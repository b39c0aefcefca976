//! Parsed query string.

use std::collections::BTreeMap;

use serde::Serialize;
use url::form_urlencoded;

/// One query key: a single value, or every value in order when the key repeats.
#[derive(Debug, Clone, PartialEq, Eq, Serialize)]
#[serde(untagged)]
pub enum QueryValue {
    Single(String),
    Multiple(Vec<String>),
}

impl QueryValue {
    pub fn first(&self) -> &str {
        match self {
            QueryValue::Single(value) => value,
            QueryValue::Multiple(values) => values.first().map(String::as_str).unwrap_or(""),
        }
    }

    pub fn all(&self) -> Vec<&str> {
        match self {
            QueryValue::Single(value) => vec![value.as_str()],
            QueryValue::Multiple(values) => values.iter().map(String::as_str).collect(),
        }
    }

    fn push(&mut self, value: String) {
        match self {
            QueryValue::Single(existing) => {
                let first = std::mem::take(existing);
                *self = QueryValue::Multiple(vec![first, value]);
            }
            QueryValue::Multiple(values) => values.push(value),
        }
    }
}

/// Decoded query parameters. Serializes as `{"key": "v"}` / `{"key": ["a", "b"]}`.
#[derive(Debug, Clone, Default, PartialEq, Eq, Serialize)]
#[serde(transparent)]
pub struct Query(BTreeMap<String, QueryValue>);

impl Query {
    /// Parse a raw query string, with or without its leading `?`.
    pub fn parse(query_string: &str) -> Self {
        let raw = query_string.strip_prefix('?').unwrap_or(query_string);
        let mut entries: BTreeMap<String, QueryValue> = BTreeMap::new();

        for (key, value) in form_urlencoded::parse(raw.as_bytes()) {
            match entries.get_mut(key.as_ref()) {
                Some(existing) => existing.push(value.into_owned()),
                None => {
                    entries.insert(key.into_owned(), QueryValue::Single(value.into_owned()));
                }
            }
        }

        Self(entries)
    }

    /// First value for `key`.
    pub fn get(&self, key: &str) -> Option<&str> {
        self.0.get(key).map(QueryValue::first)
    }

    /// Every value for `key`, in order of appearance.
    pub fn get_all(&self, key: &str) -> Vec<&str> {
        self.0.get(key).map(QueryValue::all).unwrap_or_default()
    }

    pub fn value(&self, key: &str) -> Option<&QueryValue> {
        self.0.get(key)
    }

    pub fn contains_key(&self, key: &str) -> bool {
        self.0.contains_key(key)
    }

    pub fn len(&self) -> usize {
        self.0.len()
    }

    pub fn is_empty(&self) -> bool {
        self.0.is_empty()
    }

    pub fn iter(&self) -> impl Iterator<Item = (&str, &QueryValue)> {
        self.0.iter().map(|(k, v)| (k.as_str(), v))
    }
}

#[cfg(test)]
mod tests {
    use super::*;
    use serde_json::json;

    #[test]
    fn test_parse_with_and_without_prefix() {
        assert_eq!(Query::parse("?a=1&b=two"), Query::parse("a=1&b=two"));
        let query = Query::parse("?a=1&b=two");
        assert_eq!(query.get("a"), Some("1"));
        assert_eq!(query.get("b"), Some("two"));
        assert_eq!(query.get("c"), None);
    }

    #[test]
    fn test_repeated_keys() {
        let query = Query::parse("tag=a&tag=b&tag=c&x=1");
        assert_eq!(query.get_all("tag"), vec!["a", "b", "c"]);
        assert_eq!(query.get("tag"), Some("a"));
        assert_eq!(query.len(), 2);
        assert_eq!(
            serde_json::to_value(&query).unwrap(),
            json!({"tag": ["a", "b", "c"], "x": "1"})
        );
    }

    #[test]
    fn test_decoding() {
        let query = Query::parse("q=hello+world&path=%2Fa%2Fb&flag");
        assert_eq!(query.get("q"), Some("hello world"));
        assert_eq!(query.get("path"), Some("/a/b"));
        assert_eq!(query.get("flag"), Some(""));
    }

    #[test]
    fn test_empty() {
        assert!(Query::parse("").is_empty());
        assert!(Query::parse("?").is_empty());
    }
}
use std::fmt;
use std::sync::Arc;

use arc_swap::ArcSwapOption;
use axum::http::Method;
use futures_util::future::BoxFuture;

use super::{EventHandler, HandlerResult, ResolvedRoute, WebSocketHooks};
use crate::event::Event;
use crate::response::ResponseValue;

struct Slot(Arc<dyn EventHandler>);

/// A handler whose target can be replaced at runtime.
///
/// Each call reads the current target once, so an in-flight request finishes
/// on the handler it started with. With no target set, calls yield an empty
/// response.
pub struct DynamicHandler {
    current: ArcSwapOption<Slot>,
}

impl DynamicHandler {
    pub fn new() -> Self {
        Self {
            current: ArcSwapOption::empty(),
        }
    }

    pub fn with_handler<H>(handler: H) -> Self
    where
        H: EventHandler + 'static,
    {
        let dynamic = Self::new();
        dynamic.set(handler);
        dynamic
    }

    /// Replace the target. Last write wins.
    pub fn set<H>(&self, handler: H)
    where
        H: EventHandler + 'static,
    {
        self.set_shared(Arc::new(handler));
    }

    pub fn set_shared(&self, handler: Arc<dyn EventHandler>) {
        self.current.store(Some(Arc::new(Slot(handler))));
        tracing::debug!("Dynamic handler target replaced");
    }

    pub fn clear(&self) {
        self.current.store(None);
    }

    pub fn is_set(&self) -> bool {
        self.current.load().is_some()
    }

    fn target(&self) -> Option<Arc<dyn EventHandler>> {
        self.current.load_full().map(|slot| slot.0.clone())
    }
}

impl Default for DynamicHandler {
    fn default() -> Self {
        Self::new()
    }
}

impl EventHandler for DynamicHandler {
    fn handle<'a>(&'a self, event: &'a mut Event) -> BoxFuture<'a, HandlerResult> {
        let target = self.target();
        Box::pin(async move {
            match target {
                Some(handler) => handler.handle(event).await,
                None => Ok(ResponseValue::Empty),
            }
        })
    }

    fn resolve(&self, method: &Method, path: &str) -> Option<ResolvedRoute> {
        self.target()?.resolve(method, path)
    }

    fn websocket(&self) -> Option<WebSocketHooks> {
        self.target()?.websocket()
    }
}

impl fmt::Debug for DynamicHandler {
    fn fmt(&self, f: &mut fmt::Formatter<'_>) -> fmt::Result {
        f.debug_struct("DynamicHandler")
            .field("is_set", &self.is_set())
            .finish()
    }
}
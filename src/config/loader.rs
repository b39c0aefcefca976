//! Configuration loading from disk.

use std::fs;
use std::path::Path;

use thiserror::Error;

use crate::config::schema::AppConfig;
use crate::config::validation::{validate_config, ValidationError};

/// Error type for configuration loading.
#[derive(Debug, Error)]
pub enum ConfigError {
    #[error("IO error: {0}")]
    Io(#[from] std::io::Error),

    #[error("Parse error: {0}")]
    Parse(#[from] toml::de::Error),

    #[error("Validation failed: {}", join(.0))]
    Validation(Vec<ValidationError>),
}

fn join(errors: &[ValidationError]) -> String {
    errors
        .iter()
        .map(ToString::to_string)
        .collect::<Vec<_>>()
        .join(", ")
}

/// Load and validate configuration from a TOML file.
pub fn load_config(path: &Path) -> Result<AppConfig, ConfigError> {
    let content = fs::read_to_string(path)?;
    parse_config(&content)
}

/// Parse and validate configuration from TOML text.
pub fn parse_config(content: &str) -> Result<AppConfig, ConfigError> {
    let config: AppConfig = toml::from_str(content)?;
    validate_config(&config).map_err(ConfigError::Validation)?;
    Ok(config)
}

#[cfg(test)]
mod tests {
    use super::*;
    use std::io::Write;

    #[test]
    fn test_load_from_file() {
        let mut file = tempfile::NamedTempFile::new().unwrap();
        writeln!(
            file,
            r#"
debug = true

[listener]
bind_address = "0.0.0.0:8080"

[body]
max_size = 4096
"#
        )
        .unwrap();

        let config = load_config(file.path()).unwrap();
        assert!(config.debug);
        assert_eq!(config.listener.bind_address, "0.0.0.0:8080");
        assert_eq!(config.body.max_size, 4096);
    }

    #[test]
    fn test_missing_file() {
        let dir = tempfile::tempdir().unwrap();
        let err = load_config(&dir.path().join("absent.toml")).unwrap_err();
        assert!(matches!(err, ConfigError::Io(_)));
    }

    #[test]
    fn test_parse_error() {
        let err = parse_config("debug = \"yes\"").unwrap_err();
        assert!(matches!(err, ConfigError::Parse(_)));
    }

    #[test]
    fn test_validation_error_lists_fields() {
        let err = parse_config("[sse]\nchannel_capacity = 0\n[body]\nmax_size = 0\n").unwrap_err();
        let ConfigError::Validation(errors) = &err else {
            panic!("expected validation failure, got {err}");
        };
        assert_eq!(errors.len(), 2);
        assert_eq!(
            err.to_string(),
            "Validation failed: sse.channel_capacity: must be greater than 0, body.max_size: must be greater than 0"
        );
    }
}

Exercise description:
Word for word, restate the lines of the listing above starting at the line with "Decoded query parameters." and ending at the line with "let mut entries: BTreeMap<String, QueryValue>", and nothing outside them.

Answer to this problem:
/// Decoded query parameters. Serializes as `{"key": "v"}` / `{"key": ["a", "b"]}`.
#[derive(Debug, Clone, Default, PartialEq, Eq, Serialize)]
#[serde(transparent)]
pub struct Query(BTreeMap<String, QueryValue>);

impl Query {
    /// Parse a raw query string, with or without its leading `?`.
    pub fn parse(query_string: &str) -> Self {
        let raw = query_string.strip_prefix('?').unwrap_or(query_string);
        let mut entries: BTreeMap<String, QueryValue> = BTreeMap::new();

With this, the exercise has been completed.